What you need to do — The answer should consist of each line from the data below that includes "HttpFetcher".
▽
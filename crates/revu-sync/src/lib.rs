//! Review pipeline orchestration: collect or load, clean, persist to files and SQLite.

pub mod collect;
pub mod db;
pub mod normalize;

use std::fmt;
use std::path::PathBuf;
use std::time::{Duration, Instant};

use anyhow::{Context, Result};
use chrono::{DateTime, Local};
use revu_adapters::{source_for_marketplace, ReplaySource, ReviewSource};
use revu_core::{Marketplace, RawBatch, Review, RunId, SortMode, SortOrder};
use revu_storage::{read_raw_csv, HttpClientConfig, HttpFetcher, RunArtifactStore, RunMetadata};
use serde::{Deserialize, Serialize};
use tracing::{error, info};

use crate::collect::{collect_all_modes, CollectRequest};
use crate::db::ReviewDb;
use crate::normalize::{clean, CleanReport};

pub const CRATE_NAME: &str = "revu-sync";

#[derive(Debug, Clone, PartialEq, Serialize, Deserialize)]
pub struct PipelineConfig {
    pub input_csv: PathBuf,
    pub raw_out_dir: PathBuf,
    pub processed_out_dir: PathBuf,
    pub logs_dir: PathBuf,
    pub marketplace: Marketplace,
    pub app_id: String,
    pub lang: String,
    pub country: String,
    pub target_per_mode: usize,
    pub page_size: usize,
    pub sort_modes: Vec<SortMode>,
    pub use_scraper: bool,
    /// Recorded session served instead of the live marketplace when set.
    pub replay_path: Option<PathBuf>,
    pub load_to_db: bool,
    pub db_path: PathBuf,
    pub http_timeout_secs: u64,
    pub user_agent: String,
}

impl Default for PipelineConfig {
    fn default() -> Self {
        Self::with_data_root("./data")
    }
}

impl PipelineConfig {
    /// Defaults with every path placed under `root`.
    pub fn with_data_root(root: impl Into<PathBuf>) -> Self {
        let root = root.into();
        Self {
            input_csv: root.join("raw").join("reviews_raw.csv"),
            raw_out_dir: root.join("raw"),
            processed_out_dir: root.join("processed"),
            logs_dir: root.join("logs"),
            marketplace: Marketplace::GooglePlay,
            app_id: "com.openai.chatgpt".to_string(),
            lang: "en".to_string(),
            country: "us".to_string(),
            target_per_mode: 2500,
            page_size: 200,
            sort_modes: default_sort_modes(Marketplace::GooglePlay),
            use_scraper: true,
            replay_path: None,
            load_to_db: true,
            db_path: root.join("reviews.db"),
            http_timeout_secs: 20,
            user_agent: "revu-bot/0.1".to_string(),
        }
    }

    pub fn from_env() -> Self {
        let root = std::env::var("REVU_DATA_DIR").unwrap_or_else(|_| "./data".to_string());
        let mut config = Self::with_data_root(root);

        if let Ok(v) = std::env::var("REVU_MARKETPLACE") {
            if let Some(marketplace) = parse_marketplace(&v) {
                config.marketplace = marketplace;
                config.sort_modes = default_sort_modes(marketplace);
            }
        }
        if let Ok(v) = std::env::var("REVU_APP_ID") {
            config.app_id = v;
        }
        if let Ok(v) = std::env::var("REVU_LANG") {
            config.lang = v;
        }
        if let Ok(v) = std::env::var("REVU_COUNTRY") {
            config.country = v;
        }
        if let Some(v) = std::env::var("REVU_TARGET_PER_MODE").ok().and_then(|v| v.parse().ok()) {
            config.target_per_mode = v;
        }
        if let Some(v) = std::env::var("REVU_PAGE_SIZE").ok().and_then(|v| v.parse().ok()) {
            config.page_size = v;
        }
        if let Ok(v) = std::env::var("REVU_USE_SCRAPER") {
            config.use_scraper = env_flag(&v);
        }
        if let Ok(v) = std::env::var("REVU_LOAD_TO_DB") {
            config.load_to_db = env_flag(&v);
        }
        if let Ok(v) = std::env::var("REVU_INPUT_CSV") {
            config.input_csv = PathBuf::from(v);
        }
        if let Ok(v) = std::env::var("REVU_DB_PATH") {
            config.db_path = PathBuf::from(v);
        }
        if let Ok(v) = std::env::var("REVU_LOGS_DIR") {
            config.logs_dir = PathBuf::from(v);
        }
        config.replay_path = std::env::var("REVU_REPLAY_PATH").ok().map(PathBuf::from);
        config.user_agent = std::env::var("REVU_USER_AGENT").unwrap_or(config.user_agent);
        config.http_timeout_secs = std::env::var("REVU_HTTP_TIMEOUT_SECS")
            .ok()
            .and_then(|v| v.parse().ok())
            .unwrap_or(config.http_timeout_secs);
        config
    }
}

pub fn default_sort_modes(marketplace: Marketplace) -> Vec<SortMode> {
    match marketplace {
        Marketplace::GooglePlay => vec![
            SortMode::new("newest", SortOrder::Newest),
            SortMode::new("most_relevant", SortOrder::MostRelevant),
        ],
        Marketplace::AppStore => vec![
            SortMode::new("newest", SortOrder::Newest),
            SortMode::new("most_helpful", SortOrder::MostHelpful),
        ],
    }
}

fn parse_marketplace(value: &str) -> Option<Marketplace> {
    match value.trim().to_ascii_lowercase().as_str() {
        "google_play" | "googleplay" | "play" => Some(Marketplace::GooglePlay),
        "app_store" | "appstore" | "itunes" => Some(Marketplace::AppStore),
        _ => None,
    }
}

fn env_flag(value: &str) -> bool {
    matches!(value, "1" | "true" | "TRUE" | "True" | "yes")
}

/// Pipeline step, reported on the `run aborted` log line.
#[derive(Debug, Clone, Copy, PartialEq, Eq)]
pub enum Stage {
    Collect,
    LoadInput,
    SaveFiles,
    LoadDb,
}

impl fmt::Display for Stage {
    fn fmt(&self, f: &mut fmt::Formatter<'_>) -> fmt::Result {
        let name = match self {
            Stage::Collect => "collect",
            Stage::LoadInput => "load_input",
            Stage::SaveFiles => "save_files",
            Stage::LoadDb => "load_db",
        };
        f.write_str(name)
    }
}

#[derive(Debug, Clone, Serialize)]
pub struct RunSummary {
    pub run_id: RunId,
    pub started_at: DateTime<Local>,
    pub finished_at: DateTime<Local>,
    pub rows_before_dedup: Option<usize>,
    pub rows_raw: usize,
    pub rows_processed: usize,
    pub rows_upserted: Option<usize>,
    pub raw_csv: PathBuf,
    pub processed_csv: PathBuf,
    pub metadata_json: PathBuf,
    pub clean_report: CleanReport,
}

pub struct ReviewPipeline {
    config: PipelineConfig,
    source: Box<dyn ReviewSource>,
    artifacts: RunArtifactStore,
}

impl ReviewPipeline {
    /// Build against the configured marketplace, or the replay file when one is set.
    pub fn new(config: PipelineConfig) -> Result<Self> {
        let source: Box<dyn ReviewSource> = match &config.replay_path {
            Some(path) => Box::new(ReplaySource::load(path)?),
            None => {
                let http = HttpFetcher::new(HttpClientConfig {
                    timeout: Duration::from_secs(config.http_timeout_secs),
                    user_agent: Some(config.user_agent.clone()),
                })?;
                source_for_marketplace(config.marketplace, http)
            }
        };
        Ok(Self::with_source(config, source))
    }

    pub fn with_source(config: PipelineConfig, source: Box<dyn ReviewSource>) -> Self {
        let artifacts = RunArtifactStore::new(
            config.raw_out_dir.clone(),
            config.processed_out_dir.clone(),
        );
        Self {
            config,
            source,
            artifacts,
        }
    }

    pub fn config(&self) -> &PipelineConfig {
        &self.config
    }

    pub async fn run_once(&self) -> Result<RunSummary> {
        let run_id = RunId::generate();
        let started_at = Local::now();
        let clock = Instant::now();
        info!(
            %run_id,
            app_id = %self.config.app_id,
            marketplace = %self.config.marketplace,
            use_scraper = self.config.use_scraper,
            load_to_db = self.config.load_to_db,
            "run start"
        );

        match self.run_stages(&run_id, started_at).await {
            Ok(summary) => {
                info!(
                    %run_id,
                    rows_raw = summary.rows_raw,
                    rows_processed = summary.rows_processed,
                    duration_sec = clock.elapsed().as_secs_f64(),
                    "run end"
                );
                Ok(summary)
            }
            Err((stage, err)) => {
                error!(%run_id, %stage, error = %format!("{err:#}"), "run aborted");
                Err(err.context(format!("pipeline run {run_id} failed at stage {stage}")))
            }
        }
    }

    async fn run_stages(
        &self,
        run_id: &RunId,
        started_at: DateTime<Local>,
    ) -> Result<RunSummary, (Stage, anyhow::Error)> {
        let (raw, rows_before_dedup) = if self.config.use_scraper {
            let request = CollectRequest {
                app_id: &self.config.app_id,
                lang: &self.config.lang,
                country: &self.config.country,
                target_count: self.config.target_per_mode,
                page_size: self.config.page_size,
            };
            let outcome = collect_all_modes(self.source.as_ref(), &request, &self.config.sort_modes)
                .await
                .map_err(|e| (Stage::Collect, e))?;
            (outcome.batch, Some(outcome.rows_before_dedup))
        } else {
            let batch = read_raw_csv(&self.config.input_csv).map_err(|e| (Stage::LoadInput, e))?;
            (batch, None)
        };

        let (reviews, clean_report) = clean(&raw);

        let (raw_csv, processed_csv, metadata_json) = self
            .save_files(run_id, &raw, &reviews)
            .await
            .map_err(|e| (Stage::SaveFiles, e))?;

        let rows_upserted = if self.config.load_to_db {
            let db = ReviewDb::new(self.config.db_path.clone());
            let n = db
                .upsert_reviews(&reviews, &self.config.app_id, run_id)
                .await
                .map_err(|e| (Stage::LoadDb, e))?;
            Some(n)
        } else {
            None
        };

        Ok(RunSummary {
            run_id: run_id.clone(),
            started_at,
            finished_at: Local::now(),
            rows_before_dedup,
            rows_raw: raw.len(),
            rows_processed: reviews.len(),
            rows_upserted,
            raw_csv,
            processed_csv,
            metadata_json,
            clean_report,
        })
    }

    async fn save_files(
        &self,
        run_id: &RunId,
        raw: &RawBatch,
        reviews: &[Review],
    ) -> Result<(PathBuf, PathBuf, PathBuf)> {
        let raw_artifact = self.artifacts.write_raw(run_id, raw).await?;
        let processed_artifact = self.artifacts.write_processed(run_id, reviews).await?;
        let metadata = RunMetadata::new(run_id.clone(), raw.len(), reviews.len(), &self.config)?;
        let metadata_artifact = self.artifacts.write_metadata(&metadata).await?;
        info!(
            raw = %raw_artifact.path.display(),
            processed = %processed_artifact.path.display(),
            processed_sha256 = %processed_artifact.content_hash,
            "files saved"
        );
        Ok((raw_artifact.path, processed_artifact.path, metadata_artifact.path))
    }
}

pub async fn run_pipeline_from_env() -> Result<RunSummary> {
    let config = PipelineConfig::from_env();
    let pipeline = ReviewPipeline::new(config)?;
    pipeline.run_once().await
}

/// Apply the SQLite schema to the configured database without running the pipeline.
pub async fn migrate_from_env() -> Result<PathBuf> {
    let config = PipelineConfig::from_env();
    let db = ReviewDb::new(config.db_path.clone());
    db.init_schema()
        .await
        .with_context(|| format!("migrating {}", config.db_path.display()))?;
    info!(db = %config.db_path.display(), "schema applied");
    Ok(config.db_path)
}

#[cfg(test)]
mod tests {
    use super::*;

    #[test]
    fn defaults_cover_google_play_modes() {
        let config = PipelineConfig::default();
        assert_eq!(config.app_id, "com.openai.chatgpt");
        assert_eq!(config.target_per_mode, 2500);
        assert_eq!(config.page_size, 200);
        assert!(config.use_scraper && config.load_to_db);
        let names: Vec<_> = config.sort_modes.iter().map(|m| m.name.as_str()).collect();
        assert_eq!(names, vec!["newest", "most_relevant"]);
        assert_eq!(config.processed_out_dir, PathBuf::from("./data/processed"));
    }

    #[test]
    fn app_store_defaults_use_helpful_order() {
        let modes = default_sort_modes(Marketplace::AppStore);
        assert_eq!(modes[1].order, SortOrder::MostHelpful);
        assert_eq!(parse_marketplace(" App_Store "), Some(Marketplace::AppStore));
        assert_eq!(parse_marketplace("steam"), None);
    }

    #[test]
    fn config_snapshot_serializes() {
        let json = serde_json::to_value(PipelineConfig::default()).unwrap();
        assert_eq!(json["marketplace"], "google_play");
        assert_eq!(json["sort_modes"][0]["order"], "newest");
        assert!(json["replay_path"].is_null());
    }

    #[test]
    fn stage_names_are_snake_case() {
        assert_eq!(Stage::LoadInput.to_string(), "load_input");
        assert_eq!(Stage::LoadDb.to_string(), "load_db");
    }
}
△
Solution to this problem —
use revu_storage::{read_raw_csv, HttpClientConfig, HttpFetcher, RunArtifactStore, RunMetadata};
                let http = HttpFetcher::new(HttpClientConfig {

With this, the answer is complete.